Sierra Leone Partners with Qhala to Demystify AI for the Civil Service

Sierra Leone partners with Qhala to bring practical AI to its civil service, starting with training and pilots. Year one targets 500 officials trained and 10-15 AI workflows live.

Categorized in: AI News Government
Published on: Oct 04, 2025
Sierra Leone Partners with Qhala to Demystify AI for the Civil Service

Government Partners with Qhala to Boost AI Adoption Across Sierra Leone's Civil Service

Sierra Leone's Ministry of Communication, Technology and Innovation has signed a Memorandum of Understanding with Qhala, a Nairobi-based digital transformation company, to bring practical AI capabilities into the public sector. The agreement was signed during the Sierra Leone Innovation Showcase on the sidelines of UNGA80.

The goal is straightforward: demystify AI for public officials and enable everyday use across ministries and agencies. The program focuses on training, responsible adoption, and measurable improvements in service delivery and decision quality.

What the partnership includes

  • AI Masterclass for Policymakers: hands-on sessions for senior officials on practical use, policy implications, and risk controls.
  • Q Academy: a learning hub built around 4IR policies, giving teams tools, exercises, and resources to apply AI responsibly.
  • Capacity building: targeted support across ministries to embed AI into core workflows and public services.
  • Policy development: guidance to craft inclusive and ethical AI policies grounded in local context.
  • Cross-sector collaboration: structured engagement with academia, civil society, and the private sector.

Implementation begins later this year, starting with the first 4IR & blockchain hackathon and the AI Masterclass for policymakers.

Why this matters for public officials

AI can reduce backlog, improve response times, and strengthen outcomes when used with clear rules and quality data. Expect faster brief drafting, better evidence synthesis, and tighter controls on routine tasks that consume staff hours.

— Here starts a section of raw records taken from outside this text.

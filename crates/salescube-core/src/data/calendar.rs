//! Calendar dimensions derived from a timestamp column

use std::sync::Arc;

use arrow::array::{ArrayRef, Int64Array, StringArray};
use arrow::datatypes::DataType;
use chrono::{DateTime, Datelike, NaiveDate, NaiveDateTime, Weekday};

use super::dataframe::DataFrame;
use super::error::{DataError, DataResult};
use super::series::Series;
use super::value::Value;

pub const YEAR: &str = "Year";
pub const MONTH: &str = "Month";
pub const DAY_OF_WEEK: &str = "DayOfWeek";

const DATETIME_FORMATS: &[&str] = &[
    "%Y-%m-%d %H:%M:%S%.f",
    "%Y-%m-%dT%H:%M:%S%.f",
    "%Y-%m-%d %H:%M",
];

const DATE_FORMATS: &[&str] = &["%Y-%m-%d", "%m/%d/%Y"];

/// Parse timestamp text into a calendar date
///
/// Accepts ISO dates, ISO date-times with a space or `T` separator,
/// RFC 3339 with an offset (the local date is kept), and `MM/DD/YYYY`.
#[must_use]
pub fn parse_date(text: &str) -> Option<NaiveDate> {
    let text = text.trim();
    if let Ok(dt) = DateTime::parse_from_rfc3339(text) {
        return Some(dt.date_naive());
    }
    for fmt in DATETIME_FORMATS {
        if let Ok(dt) = NaiveDateTime::parse_from_str(text, fmt) {
            return Some(dt.date());
        }
    }
    DATE_FORMATS
        .iter()
        .find_map(|fmt| NaiveDate::parse_from_str(text, fmt).ok())
}

fn day_name(day: Weekday) -> &'static str {
    match day {
        Weekday::Mon => "Monday",
        Weekday::Tue => "Tuesday",
        Weekday::Wed => "Wednesday",
        Weekday::Thu => "Thursday",
        Weekday::Fri => "Friday",
        Weekday::Sat => "Saturday",
        Weekday::Sun => "Sunday",
    }
}

/// Add `Year`, `Month` and `DayOfWeek` columns computed from `column`
///
/// Date and timestamp columns are rendered to text first, so the same
/// parsing applies whatever type the source produced. Null or blank
/// timestamps give null calendar values. Existing calendar columns are
/// replaced.
///
/// # Errors
/// Returns `ColumnNotFound` if `column` is missing, or `Timestamp` for the
/// first value no supported format accepts
pub fn derive_calendar(df: &DataFrame, column: &str) -> DataResult<DataFrame> {
    let source = df.column(column)?;
    let text = match source.data_type() {
        DataType::Utf8 => source,
        _ => source.cast(&DataType::Utf8)?,
    };

    let mut years: Vec<Option<i64>> = Vec::with_capacity(text.len());
    let mut months: Vec<Option<i64>> = Vec::with_capacity(text.len());
    let mut days: Vec<Option<&'static str>> = Vec::with_capacity(text.len());

    for value in text.to_values()? {
        let raw = match value {
            Value::String(s) if !s.trim().is_empty() => s,
            _ => {
                years.push(None);
                months.push(None);
                days.push(None);
                continue;
            }
        };
        let date = parse_date(&raw).ok_or_else(|| DataError::Timestamp {
            column: column.to_string(),
            value: raw.clone(),
        })?;
        years.push(Some(i64::from(date.year())));
        months.push(Some(i64::from(date.month())));
        days.push(Some(day_name(date.weekday())));
    }

    let year = Arc::new(Int64Array::from(years)) as ArrayRef;
    let month = Arc::new(Int64Array::from(months)) as ArrayRef;
    let day = Arc::new(StringArray::from(days)) as ArrayRef;

    df.with_column(Series::new(DAY_OF_WEEK, day))?
        .with_column(Series::new(MONTH, month))?
        .with_column(Series::new(YEAR, year))
}

#[cfg(test)]
mod tests {
    use super::*;
    use arrow::array::Date32Array;

    #[test]
    fn test_friday_in_march() {
        let df = DataFrame::from_series(vec![Series::from_strings(
            "sale_date",
            vec!["2024-03-15"],
        )])
        .unwrap();
        let out = derive_calendar(&df, "sale_date").unwrap();

        assert_eq!(out.columns(), vec!["sale_date", DAY_OF_WEEK, MONTH, YEAR]);
        assert_eq!(out.column(YEAR).unwrap().get(0).unwrap(), Value::Int(2024));
        assert_eq!(out.column(MONTH).unwrap().get(0).unwrap(), Value::Int(3));
        assert_eq!(
            out.column(DAY_OF_WEEK).unwrap().get(0).unwrap(),
            Value::string("Friday")
        );
    }

    #[test]
    fn test_accepted_formats() {
        for text in [
            "2024-03-15",
            "2024-03-15 08:30:00",
            "2024-03-15T08:30:00.250",
            "2024-03-15T08:30:00+02:00",
            "03/15/2024",
        ] {
            assert_eq!(
                parse_date(text),
                NaiveDate::from_ymd_opt(2024, 3, 15),
                "{text}"
            );
        }
        assert_eq!(parse_date("15th of March"), None);
    }

    #[test]
    fn test_nulls_and_bad_text() {
        let df = DataFrame::from_series(vec![Series::from_optional_strings(
            "sale_date",
            vec![Some("2023-12-31"), None, Some(" ")],
        )])
        .unwrap();
        let out = derive_calendar(&df, "sale_date").unwrap();
        assert!(out.column(YEAR).unwrap().is_null(1));
        assert!(out.column(DAY_OF_WEEK).unwrap().is_null(2));

        let bad = DataFrame::from_series(vec![Series::from_strings("sale_date", vec!["soon"])])
            .unwrap();
        let err = derive_calendar(&bad, "sale_date").unwrap_err();
        assert!(matches!(err, DataError::Timestamp { ref value, .. } if value == "soon"));
    }

    #[test]
    fn test_date32_column() {
        // 19797 days after the epoch is 2024-03-15
        let dates = Series::new("sale_date", Arc::new(Date32Array::from(vec![19797])) as ArrayRef);
        let df = DataFrame::from_series(vec![dates]).unwrap();
        let out = derive_calendar(&df, "sale_date").unwrap();
        assert_eq!(
            out.column(DAY_OF_WEEK).unwrap().get(0).unwrap(),
            Value::string("Friday")
        );
    }
}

  • Create policy briefs and summaries from long reports and consultations.
  • Aggregate citizen feedback and produce clear options for decision-making.
  • Streamline case triage and document routing for frontline services.
  • Flag anomalies in procurement and grant reporting for review.
  • Translate and standardize documents across departments.
  • Build simple dashboards from spreadsheets to track KPIs.

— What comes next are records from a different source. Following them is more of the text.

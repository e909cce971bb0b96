//! Fact sources: where joined sales records come from

use std::path::PathBuf;

use rusqlite::types::ValueRef;
use rusqlite::{Connection, OpenFlags};

use crate::config::{ConfigError, PipelineConfig, SourceKind};
use crate::data::{self, DataFrame, DataResult, JoinSpec, Series, Value};
use crate::error::{PipelineError, PipelineResult};

/// Sales joined with the customer's region
pub const FACTS_QUERY: &str =
    "SELECT s.*, c.region FROM sale s JOIN customer c ON s.customer_id = c.customer_id";

/// Supplies the flat fact table the cube is built from
pub trait FactSource {
    /// Human-readable origin for logs and errors
    fn describe(&self) -> String;

    /// # Errors
    /// Returns `PipelineError::Source` if the facts cannot be read
    fn load_facts(&self) -> PipelineResult<DataFrame>;
}

/// Facts queried from a SQLite data warehouse
#[derive(Debug, Clone)]
pub struct SqliteWarehouse {
    path: PathBuf,
    query: String,
}

impl SqliteWarehouse {
    #[must_use]
    pub fn new(path: impl Into<PathBuf>) -> Self {
        Self {
            path: path.into(),
            query: FACTS_QUERY.to_string(),
        }
    }

    /// Replace the fact query
    #[must_use]
    pub fn with_query(mut self, query: impl Into<String>) -> Self {
        self.query = query.into();
        self
    }

    fn query_frame(&self) -> DataResult<DataFrame> {
        // read-only so a wrong path fails instead of creating an empty database
        let conn = Connection::open_with_flags(&self.path, OpenFlags::SQLITE_OPEN_READ_ONLY)?;
        let mut stmt = conn.prepare(&self.query)?;

        let column_names: Vec<String> = stmt.column_names().iter().map(|s| s.to_string()).collect();
        let mut columns: Vec<Vec<Value>> = vec![Vec::new(); column_names.len()];

        let mut rows = stmt.query([])?;
        while let Some(row) = rows.next()? {
            for (i, column) in columns.iter_mut().enumerate() {
                column.push(sqlite_value(row.get_ref(i)?));
            }
        }

        let series = column_names
            .iter()
            .zip(columns)
            .map(|(name, values)| column_from_rows(name, values))
            .collect::<DataResult<Vec<_>>>()?;
        DataFrame::from_series(series)
    }
}

impl FactSource for SqliteWarehouse {
    fn describe(&self) -> String {
        format!("warehouse {}", self.path.display())
    }

    fn load_facts(&self) -> PipelineResult<DataFrame> {
        if !self.path.is_file() {
            return Err(PipelineError::load_failed(self.describe(), "file does not exist"));
        }
        let facts = self
            .query_frame()
            .map_err(|e| PipelineError::load_failed(self.describe(), e))?;
        tracing::info!(rows = facts.num_rows(), source = %self.describe(), "sales data (with region) loaded");
        Ok(facts)
    }
}

fn sqlite_value(value: ValueRef<'_>) -> Value {
    match value {
        ValueRef::Null => Value::Null,
        ValueRef::Integer(i) => Value::Int(i),
        ValueRef::Real(f) => Value::Float(f),
        ValueRef::Text(s) | ValueRef::Blob(s) => Value::string(String::from_utf8_lossy(s)),
    }
}

/// SQLite columns are dynamically typed; a REAL anywhere makes the
/// whole column Float64
fn column_from_rows(name: &str, mut values: Vec<Value>) -> DataResult<Series> {
    if values.iter().any(|v| matches!(v, Value::Float(_))) {
        for v in &mut values {
            if let Value::Int(i) = v {
                *v = Value::Float(*i as f64);
            }
        }
    }
    Series::from_values(name, &values)
}

/// Facts read from a prepared sales CSV, optionally joined with customers
#[derive(Debug, Clone)]
pub struct CsvFacts {
    sales: PathBuf,
    customers: Option<CustomerJoin>,
}

#[derive(Debug, Clone)]
struct CustomerJoin {
    path: PathBuf,
    key: String,
    region: String,
}

impl CsvFacts {
    #[must_use]
    pub fn new(sales: impl Into<PathBuf>) -> Self {
        Self {
            sales: sales.into(),
            customers: None,
        }
    }

    /// Inner-join a customers file on `key`, taking its `region` column
    #[must_use]
    pub fn with_customers(
        mut self,
        path: impl Into<PathBuf>,
        key: impl Into<String>,
        region: impl Into<String>,
    ) -> Self {
        self.customers = Some(CustomerJoin {
            path: path.into(),
            key: key.into(),
            region: region.into(),
        });
        self
    }

    fn read(&self) -> DataResult<DataFrame> {
        let sales = data::read_csv(&self.sales)?;
        match &self.customers {
            None => Ok(sales),
            Some(join) => {
                let customers = data::read_csv(&join.path)?;
                let regions = customers.select(&[join.key.as_str(), join.region.as_str()])?;
                sales.join(&regions, &JoinSpec::on(&join.key))
            }
        }
    }
}

impl FactSource for CsvFacts {
    fn describe(&self) -> String {
        match &self.customers {
            Some(join) => format!(
                "{} joined with {}",
                self.sales.display(),
                join.path.display()
            ),
            None => self.sales.display().to_string(),
        }
    }

    fn load_facts(&self) -> PipelineResult<DataFrame> {
        let facts = self
            .read()
            .map_err(|e| PipelineError::load_failed(self.describe(), e))?;
        tracing::info!(rows = facts.num_rows(), source = %self.describe(), "sales data loaded from CSV");
        Ok(facts)
    }
}

/// Build the source the configuration selects
///
/// # Errors
/// Returns a configuration error if a CSV source has no sales file
pub fn from_config(config: &PipelineConfig) -> PipelineResult<Box<dyn FactSource>> {
    match config.source.kind {
        SourceKind::Sqlite => Ok(Box::new(SqliteWarehouse::new(&config.paths.warehouse))),
        SourceKind::Csv => {
            let sales = config.source.sales_csv.as_deref().ok_or_else(|| {
                PipelineError::from(ConfigError::Invalid {
                    key: "source.sales_csv",
                    reason: "required when source.kind = \"csv\"".to_string(),
                })
            })?;
            let mut csv = CsvFacts::new(sales);
            if let Some(customers) = &config.source.customers_csv {
                csv = csv.with_customers(
                    customers,
                    config.source.customer_column.clone(),
                    config.source.region_column.clone(),
                );
            }
            Ok(Box::new(csv))
        }
    }
}

/// Load facts and check every required column is present
///
/// # Errors
/// Returns `PipelineError::Source` naming the first missing column
pub fn load_checked(source: &dyn FactSource, required: &[&str]) -> PipelineResult<DataFrame> {
    let facts = source.load_facts()?;
    if let Some(missing) = required.iter().find(|c| !facts.has_column(c)) {
        return Err(PipelineError::load_failed(
            source.describe(),
            format!("missing required column '{missing}'"),
        ));
    }
    Ok(facts)
}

How ministries can get ready now

  • Run a quick audit of high-volume, rules-based tasks that slow teams down.
  • Select 3-5 priority use cases with clear success metrics and data access.
  • Nominate an AI focal point per department to coordinate training and pilots.
  • Establish data governance basics: access controls, privacy, and audit trails.
  • Choose pilot teams, define roles, and set a 60-90 day delivery window.
  • Prepare lightweight procurement and risk checklists for AI tools.

Leadership perspectives

Hon. Salima Monorma Bah, Minister of Communication, Technology and Innovation, called the collaboration a key step in Sierra Leone's digital transformation. The focus is practical use across the civil service to make government more efficient, data-driven, and responsive to citizens.

Dr. Shikoh Gitau, CEO and Founder of Qhala, underscored the need to build local skills so policymakers can design and use AI systems that are ethical, inclusive, and grounded in local realities.

Guardrails and accountability

  • Use AI as an assistant, with human oversight on sensitive decisions.
  • Document data sources, assumptions, and model limitations.
  • Apply fairness checks and publish clear redress channels for citizens.
  • Prioritize local context and language in datasets and evaluations.

Training pathways

Officials will gain access to the AI Masterclass and Q Academy as core learning tracks. For teams seeking additional practice by role, explore structured options at Complete AI Training - Courses by Job.

What success looks like in year one

  • At least 500 public officials trained with assessed competencies.
  • 10-15 AI-assisted workflows live across priority ministries.
  • 20-40% reduction in processing time for selected services.
  • Standard operating procedures for AI use, risk review, and audits.
  • Public reporting on outcomes, including citizen satisfaction trends.

This MoU moves beyond talk and into execution: skills, policies, pilots, and measurable results. With clear guardrails and focused use cases, AI can help the civil service deliver faster, fairer, and more reliable services for the public.